* PROMPT
As an exercise, copy out the entries exactly as written.

**** GIVEN RECORDS

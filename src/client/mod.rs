//! # Client Module
//!
//! Authenticated HTTP client for the Misikir backend:
//! - Bearer token attachment from an injected token store
//! - Single-flight access token refresh on 401, with one replay per request
//! - Normalized API errors with a stable human-readable message
//! - Logout escalation through an injected navigator

pub mod api;
pub mod error;
pub mod navigator;
pub mod refresh;
pub mod token_store;


pub use api::{ApiClient, ApiClientBuilder, ApiResponse, FormPart, RequestBody, REFRESH_PATH};
pub use error::{ApiError, ClientError, RefreshError};
pub use navigator::{LoggingNavigator, Navigator};
pub use refresh::RefreshCoordinator;
pub use token_store::{FileTokenStore, MemoryTokenStore, TokenPair, TokenStore, TokenStoreError};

********

* FINISHED EXERCISE
filename src/client/mod.rs
//! # Client Module
//!
//! Authenticated HTTP client for the Misikir backend:
//! - Bearer token attachment from an injected token store
//! - Single-flight access token refresh on 401, with one replay per request
//! - Normalized API errors with a stable human-readable message
//! - Logout escalation through an injected navigator

pub mod api;
pub mod error;
pub mod navigator;
pub mod refresh;
pub mod token_store;


pub use api::{ApiClient, ApiClientBuilder, ApiResponse, FormPart, RequestBody, REFRESH_PATH};
pub use error::{ApiError, ClientError, RefreshError};
pub use navigator::{LoggingNavigator, Navigator};
pub use refresh::RefreshCoordinator;
pub use token_store::{FileTokenStore, MemoryTokenStore, TokenPair, TokenStore, TokenStoreError};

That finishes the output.